Ao encontrar-se com um inconveniente tão marcado, muitas linhas de trabalho afanam-se em encontrar a composição química que torne a perovskita mais estável em condições de funcionamento, o que poderia contribuir para que este material abastecesse de energia elétrica em qualquer país do mundo, independentemente de seu grau de desenvolvimento. “As condições ambientais afetam tremendamente sua formação, então, se não se tem isso em conta, a reprodutibilidade é difícil”, explica Atienzar. “Atualmente temos abertas duas linhas de pesquisa com estes dois materiais: uma focalizada no seu emprego como fotocatalizadores, utilizando radiação solar para transformar a água e o CO2 em combustíveis e, por outro lado, no campo da energia fotovoltaica estamos realizando estudos a nível microcristalino para determinar os mecanismos que governam a absorção de luz e assim poder melhorar a eficiência deste tipo de células solares”. Além disso, sua equipe está realizando um projeto para conseguir fotocatalizadores baseados em perovskitas híbridas halogenadas que, “embora possam ser instáveis em contato com a água, seu emprego em umas determinadas condições de reação pode permitir a estes materiais converter-se em materiais com uma atividade importante”. Também, estão estudando seu uso “para transformar o CO2, considerado atualmente como um resíduo indesejável e prejudicial ao planeta, em produtos de valor agregado.

Por sua parte, Juan Bisquert nos fala das pesquisas realizadas no Instituto de Materiais Avançados sobre as perovskitas híbridas, que começaram em 2013. “É um campo fascinante que nos permitiu empregar nosso conhecimento sobre propriedades de dispositivos optoeletrônicos, e fizemos contribuições importantes para o campo de pesquisa”, assegura. No ano de 2008, três pesquisadores – além do próprio Bisquert – apareceram na exclusiva pronta ‘Highly Cited Scientist’, um fato com poucos precedentes.

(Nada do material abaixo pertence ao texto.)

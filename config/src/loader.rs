use crate::{ConfigError, TrxConfig};
use regex::Regex;
use std::path::{Path, PathBuf};

pub struct ConfigLoader {
    explicit_file: Option<PathBuf>,
    search_paths: Vec<PathBuf>,
}

impl Default for ConfigLoader {
    fn default() -> Self {
        Self::new()
    }
}

impl ConfigLoader {
    pub fn new() -> Self {
        let mut search_paths = Vec::new();

        if let Some(home) = dirs::home_dir() {
            search_paths.push(home.join(".config/trx/trx.yaml"));
        }
        search_paths.push(PathBuf::from("./trx.yaml"));

        #[cfg(unix)]
        search_paths.insert(0, PathBuf::from("/etc/trx/trx.yaml"));

        Self {
            explicit_file: None,
            search_paths,
        }
    }

    pub fn with_file(mut self, path: &str) -> Self {
        self.explicit_file = Some(PathBuf::from(path));
        self
    }

    pub fn load(&self) -> Result<TrxConfig, ConfigError> {
        let mut config = TrxConfig::default();

        if let Ok(env_path) = std::env::var("TRX_CONFIG") {
            config = self.load_file(Path::new(&env_path))?;
        } else if let Some(ref explicit) = self.explicit_file {
            config = self.load_file(explicit)?;
        } else {
            for path in &self.search_paths {
                if path.exists() {
                    if let Ok(content) = std::fs::read_to_string(path) {
                        tracing::debug!(path = %path.display(), "merging config file");
                        config = self.merge_yaml(&config, &content)?;
                    }
                }
            }
        }

        self.apply_env_overrides(&mut config);
        config.validate()?;
        Ok(config)
    }

    fn load_file(&self, path: &Path) -> Result<TrxConfig, ConfigError> {
        let content = std::fs::read_to_string(path).map_err(|e| ConfigError::ReadFile {
            path: path.to_path_buf(),
            source: e,
        })?;
        if path.extension().is_some_and(|ext| ext == "json") {
            let expanded = self.expand_env_vars(&content);
            return Ok(serde_json::from_str(&expanded)?);
        }
        self.parse_yaml(&content)
    }

    fn parse_yaml(&self, content: &str) -> Result<TrxConfig, ConfigError> {
        let expanded = self.expand_env_vars(content);
        Ok(serde_yaml::from_str(&expanded)?)
    }

    fn merge_yaml(&self, base: &TrxConfig, content: &str) -> Result<TrxConfig, ConfigError> {
        let overlay = self.parse_yaml(content)?;
        Ok(self.merge_configs(base, &overlay))
    }

    fn merge_configs(&self, base: &TrxConfig, overlay: &TrxConfig) -> TrxConfig {
        let defaults = TrxConfig::default();
        let mut result = base.clone();

        if overlay.shell != defaults.shell {
            result.shell = overlay.shell.clone();
        }
        if overlay.sandbox != defaults.sandbox {
            result.sandbox = overlay.sandbox.clone();
        }
        if overlay.logging != defaults.logging {
            result.logging = overlay.logging.clone();
        }

        result
    }

    fn expand_env_vars(&self, content: &str) -> String {
        let Ok(re) = Regex::new(r"\$\{([^}]+)\}") else {
            return content.to_string();
        };
        re.replace_all(content, |caps: &regex::Captures| {
            let var_name = &caps[1];
            std::env::var(var_name).unwrap_or_default()
        })
        .to_string()
    }

    fn apply_env_overrides(&self, config: &mut TrxConfig) {
        if let Ok(path) = std::env::var("TRX_PATH") {
            if !path.is_empty() {
                config.shell.path = path;
            }
        }
        if let Ok(prompt) = std::env::var("TRX_PROMPT") {
            config.shell.prompt = prompt;
        }
        if let Ok(origin) = std::env::var("TRX_ORIGIN") {
            if !origin.is_empty() {
                config.sandbox.origin = origin;
            }
        }
        if let Ok(proxy) = std::env::var("TRX_PROXY_ENDPOINT") {
            if !proxy.is_empty() {
                config.sandbox.proxy_endpoint = proxy;
            }
        }
        if let Ok(level) = std::env::var("TRX_LOG_LEVEL") {
            if let Ok(l) = serde_yaml::from_str(&level) {
                config.logging.level = l;
            }
        }
    }
}

#[cfg(test)]
mod tests {
    use super::*;
    use crate::LogLevel;
    use std::io::Write;

    #[test]
    fn expand_env_vars_works() {
        std::env::set_var("TRX_TEST_VAR_123", "hello");
        let loader = ConfigLoader::new();
        let result = loader.expand_env_vars("value: ${TRX_TEST_VAR_123}");
        assert_eq!(result, "value: hello");
        std::env::remove_var("TRX_TEST_VAR_123");
    }

    #[test]
    fn missing_env_var_becomes_empty() {
        let loader = ConfigLoader::new();
        let result = loader.expand_env_vars("value: ${NONEXISTENT_VAR_XYZ}");
        assert_eq!(result, "value: ");
    }

    #[test]
    fn env_overrides_config() {
        std::env::set_var("TRX_PROXY_ENDPOINT", "https://proxy.test/p");
        let mut config = TrxConfig::default();
        let loader = ConfigLoader::new();
        loader.apply_env_overrides(&mut config);
        assert_eq!(config.sandbox.proxy_endpoint, "https://proxy.test/p");
        std::env::remove_var("TRX_PROXY_ENDPOINT");
    }

    #[test]
    fn overlay_only_replaces_changed_sections() {
        let loader = ConfigLoader::new();
        let base = TrxConfig::default();
        let merged = loader
            .merge_yaml(&base, "logging:\n  level: trace\n")
            .unwrap();
        assert_eq!(merged.logging.level, LogLevel::Trace);
        assert_eq!(merged.shell, base.shell);
    }

    #[test]
    fn explicit_yaml_file_is_loaded() {
        let mut file = tempfile::Builder::new().suffix(".yaml").tempfile().unwrap();
        writeln!(file, "shell:\n  user: alice").unwrap();
        let loader = ConfigLoader::new();
        let config = loader.load_file(file.path()).unwrap();
        assert_eq!(config.shell.user, "alice");
    }

    #[test]
    fn explicit_json_file_is_loaded() {
        let mut file = tempfile::Builder::new().suffix(".json").tempfile().unwrap();
        write!(file, r#"{{"sandbox": {{"packages_dir": "/p"}}}}"#).unwrap();
        let loader = ConfigLoader::new();
        let config = loader.load_file(file.path()).unwrap();
        assert_eq!(config.sandbox.packages_dir, "/p");
    }

    #[test]
    fn missing_explicit_file_is_an_error() {
        let loader = ConfigLoader::new();
        let err = loader
            .load_file(Path::new("/definitely/not/here.yaml"))
            .unwrap_err();
        assert!(matches!(err, ConfigError::ReadFile { .. }));
    }
}
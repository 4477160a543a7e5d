//! Tree-walking evaluator for executable bodies

use super::ast::*;
use super::limits::{array_length, check_array_len, check_string_len, resize_array};
use super::methods::{self, MUTATING};
use super::value::Value;
use super::{globals, Host, ScriptError, ScriptResult};
use std::collections::{BTreeMap, HashMap};
use std::future::Future;
use std::pin::Pin;
use std::sync::Arc;
use tracing::debug;

/// Default limit on nested calls; deeper calls raise a `RangeError`.
pub const MAX_CALL_DEPTH: usize = 64;

const CALLBACK_METHODS: &[&str] = &[
    "map", "filter", "forEach", "reduce", "find", "findIndex", "findLast", "some", "every",
    "flatMap",
];

type BoxFuture<'a, T> = Pin<Box<dyn Future<Output = T> + Send + 'a>>;

/// How a statement finished.
#[derive(Debug)]
enum Flow {
    Normal,
    Return(Value),
    Break,
    Continue,
}

#[derive(Debug)]
struct Binding {
    value: Value,
    constant: bool,
}

#[derive(Debug, Default)]
struct Scope {
    bindings: HashMap<String, Binding>,
}

/// An assignable location: a variable and a property path below it.
struct Place {
    root: String,
    keys: Vec<String>,
}

/// Evaluates a parsed program against a [`Host`].
///
/// Function calls see the variables of their callers (scopes are dynamic);
/// values are copied on assignment.
pub struct Interpreter {
    host: Arc<dyn Host>,
    scopes: Vec<Scope>,
    depth: usize,
    max_depth: usize,
}
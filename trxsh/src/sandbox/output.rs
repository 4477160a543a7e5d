//! Program output: live terminal forwarding plus a capture buffer

use crate::terminal::Terminal;
use std::sync::{Arc, Mutex, MutexGuard, PoisonError};

/// Everything a program writes lands in the capture buffer. When a terminal
/// is attached the same text is also written to it as it happens.
pub(super) struct Output {
    terminal: Option<Arc<dyn Terminal>>,
    captured: Mutex<String>,
}

impl Output {
    pub(super) fn new(terminal: Option<Arc<dyn Terminal>>) -> Self {
        Self {
            terminal,
            captured: Mutex::new(String::new()),
        }
    }

    fn buffer(&self) -> MutexGuard<'_, String> {
        self.captured.lock().unwrap_or_else(PoisonError::into_inner)
    }

    pub(super) fn is_live(&self) -> bool {
        self.terminal.is_some()
    }

    pub(super) fn write(&self, text: &str) {
        self.buffer().push_str(text);
        if let Some(terminal) = &self.terminal {
            terminal.write(text);
        }
    }

    pub(super) fn clear(&self) {
        match &self.terminal {
            Some(terminal) => terminal.clear(),
            None => self.buffer().clear(),
        }
    }

    pub(super) fn clear_line(&self) {
        match &self.terminal {
            Some(terminal) => terminal.clear_line(),
            None => {
                let mut buffer = self.buffer();
                let keep = buffer.rfind('\n').map_or(0, |i| i + 1);
                buffer.truncate(keep);
            }
        }
    }

    pub(super) fn take(&self) -> String {
        std::mem::take(&mut *self.buffer())
    }
}
//! AST executor
//!
//! Walks parsed [`Node`]s and always produces a [`CommandResult`]. Nothing in
//! here touches shell state: env, alias and directory changes travel back as
//! [`ShellMutation`](crate::ShellMutation)s for the shell to apply.

pub mod resolve;

use crate::ast::{LogicalOp, Node, Pipeline, Redirect, RedirectMode, SimpleCommand};
use crate::builtins::BuiltinName;
use crate::context::{CommandResult, ExecutionContext};
use crate::exe::{run_executable, ExeServices};
use crate::parser::parse_line;
use crate::sandbox::CommandRunner;
use async_trait::async_trait;
use resolve::resolve_executable;
use std::future::Future;
use std::pin::Pin;
use std::sync::Arc;
use tracing::{debug, warn};

/// Deepest chain of `exec` calls an executable may start.
pub const MAX_EXEC_DEPTH: usize = 8;

#[derive(Clone, Default)]
pub struct Executor {
    services: ExeServices,
}

impl Executor {
    pub fn new(services: ExeServices) -> Self {
        Self { services }
    }

    pub fn services(&self) -> &ExeServices {
        &self.services
    }

    fn execute_boxed<'a>(
        &'a self,
        node: &'a Node,
        ctx: &'a ExecutionContext,
    ) -> Pin<Box<dyn Future<Output = CommandResult> + Send + 'a>> {
        Box::pin(self.execute(node, ctx))
    }

    pub async fn execute(&self, node: &Node, ctx: &ExecutionContext) -> CommandResult {
        match node {
            Node::Simple(cmd) => self.execute_command(cmd, ctx).await,
            Node::Pipeline(pipeline) => self.execute_pipeline(pipeline, ctx).await,
            Node::Logical { left, op, right } => {
                let left = self.execute_boxed(left, ctx).await;
                let run_right = match op {
                    LogicalOp::And => left.exit_code == 0,
                    LogicalOp::Or => left.exit_code != 0,
                };
                if !run_right {
                    return left;
                }
                let right = self.execute_boxed(right, ctx).await;
                merge(left, right)
            }
        }
    }

    /// Parse and run a full line in `ctx`, the way `exec(line)` does.
    ///
    /// Top-level nodes run in order and their results are merged. Mutations
    /// are carried on the result but nothing applies them.
    pub async fn run_line(&self, line: &str, ctx: &ExecutionContext) -> CommandResult {
        if ctx.depth > MAX_EXEC_DEPTH {
            return CommandResult::failure("trxsh: maximum exec depth exceeded", 1);
        }
        let nodes = match parse_line(line, &ctx.aliases, &ctx.env) {
            Ok(nodes) => nodes,
            Err(e) => return CommandResult::failure(format!("trxsh: syntax error: {e}"), 2),
        };
        let mut combined: Option<CommandResult> = None;
        for node in &nodes {
            let result = self.execute(node, ctx).await;
            combined = Some(match combined {
                Some(previous) => merge(previous, result),
                None => result,
            });
        }
        combined.unwrap_or_default()
    }

    async fn execute_pipeline(&self, pipeline: &Pipeline, ctx: &ExecutionContext) -> CommandResult {
        let mut stdin = ctx.stdin.clone();
        let mut stderr = Vec::new();
        let mut mutations = Vec::new();
        let mut last = CommandResult::success();

        for (i, stage) in pipeline.stages.iter().enumerate() {
            let mut stage_ctx = ctx.with_stdin(std::mem::take(&mut stdin));
            if i + 1 < pipeline.stages.len() {
                stage_ctx.terminal = None;
            }
            let mut result = self.execute_command(stage, &stage_ctx).await;
            debug!(stage = i, command = %stage.name, exit_code = result.exit_code, "pipeline stage");

            if !result.stderr.is_empty() {
                stderr.push(result.stderr.trim_end_matches('\n').to_string());
            }
            mutations.append(&mut result.mutations);
            if i + 1 < pipeline.stages.len() && result.is_success() {
                stdin = std::mem::take(&mut result.stdout);
            }
            last = result;
        }

        last.stderr = stderr.join("\n");
        last.mutations = mutations;
        last
    }

    pub async fn execute_command(&self, cmd: &SimpleCommand, ctx: &ExecutionContext) -> CommandResult {
        let mut ctx = match &cmd.input {
            Some(file) => match read_input(file, ctx).await {
                Ok(stdin) => ctx.with_stdin(stdin),
                Err(result) => return result,
            },
            None => ctx.clone(),
        };
        // Redirected output must not reach the terminal.
        if !cmd.redirects.is_empty() {
            ctx.terminal = None;
        }
        let ctx = &ctx;

        let result = self.dispatch(cmd, ctx).await;
        apply_redirects(&cmd.redirects, result, ctx).await
    }

    async fn dispatch(&self, cmd: &SimpleCommand, ctx: &ExecutionContext) -> CommandResult {
        if let Some(builtin) = BuiltinName::lookup(&cmd.name) {
            debug!(command = %cmd.name, "builtin");
            return (builtin.handler())(&cmd.args, ctx).await;
        }

        let Some(path) = resolve_executable(&cmd.name, ctx.vfs.as_ref(), ctx.var("PATH")) else {
            debug!(command = %cmd.name, "command not found");
            return CommandResult::failure(format!("{}: command not found", cmd.name), 127);
        };
        let runner = Arc::new(LineRunner {
            executor: self.clone(),
            ctx: nested(ctx),
        });
        run_executable(&path, &cmd.args, ctx, &self.services, runner).await
    }
}
//! Shell state and the line loop

use crate::context::{CommandResult, ExecutionContext, ShellMutation};
use crate::exe::ExeServices;
use crate::exec::Executor;
use crate::parser::parse_line;
use crate::terminal::Terminal;
use std::collections::HashMap;
use std::future::Future;
use std::pin::Pin;
use std::sync::Arc;
use tracing::{debug, info, warn};
use trx_config::ShellConfig;
use trx_vfs::Vfs;

/// How deeply `source` may nest before giving up.
const MAX_SOURCE_DEPTH: usize = 16;

/// Exit status reported for parse errors.
pub const SYNTAX_ERROR_STATUS: i32 = 2;

/// A shell session: owns env, aliases, history and the last exit status.
///
/// Commands never change this state themselves. Each top-level node returns
/// [`ShellMutation`]s that [`Shell::execute`] applies once the node finishes.
pub struct Shell {
    env: HashMap<String, String>,
    aliases: HashMap<String, String>,
    history: Vec<String>,
    last_exit_code: i32,
    exit_requested: Option<i32>,
    source_depth: usize,
    vfs: Arc<dyn Vfs>,
    terminal: Arc<dyn Terminal>,
    executor: Executor,
}

pub struct ShellBuilder {
    vfs: Arc<dyn Vfs>,
    terminal: Arc<dyn Terminal>,
    config: ShellConfig,
    services: ExeServices,
    env: Vec<(String, String)>,
}

impl ShellBuilder {
    #[must_use]
    pub fn config(mut self, config: ShellConfig) -> Self {
        self.config = config;
        self
    }

    #[must_use]
    pub fn services(mut self, services: ExeServices) -> Self {
        self.services = services;
        self
    }

    /// Extra variable set after the defaults.
    #[must_use]
    pub fn env(mut self, name: impl Into<String>, value: impl Into<String>) -> Self {
        self.env.push((name.into(), value.into()));
        self
    }

    pub fn build(self) -> Shell {
        if self.vfs.is_directory(&self.config.home) {
            if let Err(e) = self.vfs.set_cwd(&self.config.home) {
                warn!(home = %self.config.home, error = %e, "cannot enter home directory");
            }
        }

        let mut env = HashMap::new();
        env.insert("PATH".to_string(), self.config.path.clone());
        env.insert("HOME".to_string(), self.config.home.clone());
        env.insert("USER".to_string(), self.config.user.clone());
        env.insert("PWD".to_string(), self.vfs.cwd());
        env.insert("?".to_string(), "0".to_string());
        env.extend(self.env);

        info!(namespace = self.vfs.namespace(), cwd = %self.vfs.cwd(), "shell started");
        Shell {
            env,
            aliases: HashMap::new(),
            history: Vec::new(),
            last_exit_code: 0,
            exit_requested: None,
            source_depth: 0,
            vfs: self.vfs,
            terminal: self.terminal,
            executor: Executor::new(self.services),
        }
    }
}

impl Shell {
    pub fn builder(vfs: Arc<dyn Vfs>, terminal: Arc<dyn Terminal>) -> ShellBuilder {
        ShellBuilder {
            vfs,
            terminal,
            config: ShellConfig::default(),
            services: ExeServices::default(),
            env: Vec::new(),
        }
    }

    /// Run one input line and return its exit status.
    ///
    /// The line is recorded in history. Output goes to the terminal, stdout
    /// only when it was not already streamed.
    pub async fn execute(&mut self, line: &str) -> i32 {
        let line = line.trim();
        if line.is_empty() {
            return self.last_exit_code;
        }
        self.history.push(line.to_string());
        self.run_line(line).await
    }

    /// Source a VFS script (e.g. `~/.trxrc`) if it exists.
    pub async fn source_file(&mut self, path: &str) -> Option<i32> {
        if !self.vfs.is_file(path) {
            return None;
        }
        debug!(path, "sourcing startup file");
        Some(self.run_line(&format!("source {path}")).await)
    }

    fn run_line_boxed<'a>(&'a mut self, line: &'a str) -> Pin<Box<dyn Future<Output = i32> + Send + 'a>> {
        Box::pin(self.run_line(line))
    }

    async fn run_line(&mut self, line: &str) -> i32 {
        let nodes = match parse_line(line, &self.aliases, &self.env) {
            Ok(nodes) => nodes,
            Err(e) => {
                self.terminal.write_error(&format!("trxsh: syntax error: {e}\n"));
                self.set_status(SYNTAX_ERROR_STATUS);
                return SYNTAX_ERROR_STATUS;
            }
        };

        for node in &nodes {
            debug!(node = %node, "executing");
            let ctx = self.context();
            let result = self.executor.execute(node, &ctx).await;
            self.emit(&result);
            self.set_status(result.exit_code);
            if result.ui_request.as_deref() == Some("clear") {
                self.terminal.clear();
            }
            self.apply(result.mutations).await;
            if self.exit_requested.is_some() {
                break;
            }
        }
        self.last_exit_code
    }

    fn context(&self) -> ExecutionContext {
        let mut ctx = ExecutionContext::new(Arc::clone(&self.vfs))
            .with_terminal(Arc::clone(&self.terminal));
        ctx.env = self.env.clone();
        ctx.aliases = self.aliases.clone();
        ctx.history = Arc::from(self.history.as_slice());
        ctx
    }

    fn emit(&self, result: &CommandResult) {
        if !result.direct_output && !result.stdout.is_empty() {
            self.terminal.write(&result.stdout);
        }
        if !result.stderr.is_empty() {
            self.terminal.write_error(&result.stderr);
            if !result.stderr.ends_with('\n') {
                self.terminal.write_error("\n");
            }
        }
    }

    fn set_status(&mut self, code: i32) {
        self.last_exit_code = code;
        self.env.insert("?".to_string(), code.to_string());
    }

    async fn apply(&mut self, mutations: Vec<ShellMutation>) {
        for mutation in mutations {
            match mutation {
                ShellMutation::ChangeDirectory(dir) => {
                    let previous = self.vfs.cwd();
                    match self.vfs.set_cwd(&dir) {
                        Ok(()) => {
                            self.env.insert("OLDPWD".to_string(), previous);
                            self.env.insert("PWD".to_string(), self.vfs.cwd());
                        }
                        Err(e) => {
                            self.terminal.write_error(&format!("cd: {e}\n"));
                            self.set_status(1);
                        }
                    }
                }
                ShellMutation::SetEnv { name, value } => {
                    self.env.insert(name, value);
                }
                ShellMutation::UnsetEnv(name) => {
                    self.env.remove(&name);
                }
                ShellMutation::AddAlias { name, value } => {
                    self.aliases.insert(name, value);
                }
                ShellMutation::RemoveAlias(name) => {
                    self.aliases.remove(&name);
                }
                ShellMutation::SourceLines(lines) => {
                    if self.source_depth >= MAX_SOURCE_DEPTH {
                        self.terminal
                            .write_error("source: maximum nesting depth exceeded\n");
                        self.set_status(1);
                        continue;
                    }
                    self.source_depth += 1;
                    for line in &lines {
                        self.run_line_boxed(line).await;
                        if self.exit_requested.is_some() {
                            break;
                        }
                    }
                    self.source_depth -= 1;
                }
                ShellMutation::RequestExit(code) => {
                    self.exit_requested = Some(code);
                    self.set_status(code);
                }
            }
        }
    }

    /// Exit status requested by `exit`, once the shell should stop.
    pub fn exit_code(&self) -> Option<i32> {
        self.exit_requested
    }

    pub fn is_finished(&self) -> bool {
        self.exit_requested.is_some()
    }

    pub fn last_exit_code(&self) -> i32 {
        self.last_exit_code
    }

    pub fn var(&self, name: &str) -> Option<&str> {
        self.env.get(name).map(String::as_str)
    }

    pub fn env(&self) -> &HashMap<String, String> {
        &self.env
    }

    pub fn aliases(&self) -> &HashMap<String, String> {
        &self.aliases
    }

    pub fn history(&self) -> &[String] {
        &self.history
    }

    pub fn cwd(&self) -> String {
        self.vfs.cwd()
    }

    pub fn vfs(&self) -> &Arc<dyn Vfs> {
        &self.vfs
    }

    /// Fill a prompt template: `{cwd}`, `{user}`, `{status}` and colors.
    ///
    /// The home directory in `{cwd}` is shown as `~`.
    pub fn render_prompt(&self, template: &str) -> String {
        let cwd = self.cwd();
        let home = self.var("HOME").unwrap_or_default();
        let cwd = match cwd.strip_prefix(home) {
            Some(rest) if !home.is_empty() && (rest.is_empty() || rest.starts_with('/')) => {
                format!("~{rest}")
            }
            _ => cwd,
        };
        template
            .replace("{cwd}", &cwd)
            .replace("{user}", self.var("USER").unwrap_or("user"))
            .replace("{status}", &self.last_exit_code.to_string())
            .replace("{red}", "\x1b[31m")
            .replace("{green}", "\x1b[32m")
            .replace("{blue}", "\x1b[34m")
            .replace("{yellow}", "\x1b[33m")
            .replace("{cyan}", "\x1b[36m")
            .replace("{bold}", "\x1b[1m")
            .replace("{reset}", "\x1b[0m")
    }
}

Todos estes avanços, e a aposta necessária pelas energias renováveis, podem converter a perovskita na grande alternativa energética. “Poderia supor uma revolução no setor, não somente pelo baixo custo e pela disponibilidade dos precursores, mas também porque poderia ser depositado de forma simples sobre uma grande variedade de superfícies e até sobre materiais de construção”, esclarece Pedro Atienzar, que conclui dizendo que “caso consigam superar os atuais inconvenientes, poderia ser um elemento transformador no campo da energia solar”.

Colaborou neste artigo…

Pedro Atienzar

Pedro Atienzar é cientista titular do Conselho Superior de Investigações Científicas (CSIC). Estudou Engenharia Química na Universidade Politécnica de Valência (1996-2002) e realizou os estudos de doutorado no Instituto de Tecnologia Química (UPV-CSIC) sob a supervisão do Catedrático Hermenegildo García. Posteriormente, realizou dois anos (2007-2009) de pós-doutorado no grupo da Prof. Jenny Nelson do Departamento de Física do Imperial College London no campo dos dispositivos fotovoltaicos, híbridos e poliméricos. Em 2009 incorporou-se ao Instituto de Tecnologia Química (ITQ) onde dirige o grupo de ‘Nanomateriais para Fotônica, Optoeletrônica e Energia’. É coautor de cerca de 70 artigos em revistas internacionais de alto impacto e coinventor de 6 patentes.

Juan Bisquert Juan Bisquert é catedrático de Física Aplicada e diretor do Instituto de Materiais Avançados (INAM) da Universidade Jaume I. Autor de mais de 400 artigos científicos e uma série de três livros que incluem o texto geral ‘Physics of Solar Cells: Perovskites, Organics, and Photovoltaics Fundamentals’. Atualmente é Editor Sênior do Journal of Physical Chemistry Letters. Em 2019 foi selecionado como um dos pesquisadores com maior impacto do mundo – Highly Cited Researchers – (número 2 na Comunidade Valenciana), e foi mentor de mais de trinta pesquisadores. A atividade de pesquisa de Bisquert sempre se caracterizou por intensos contatos e relações internacionais, e ganhou reconhecimento tanto no âmbito nacional como no internacional. Foi professor convidado em Hanyang University (Seoul, Coreia do Sul) e em King Saud University (Riad, Arábia Saudita). Preside a Fundação Scito – que organiza conferências científicas internacionais no domínio de materiais para energias renováveis – e realiza pesquisas experimentais e teóricas sobre materiais e dispositivos para a produção e armazenamento de energias limpas.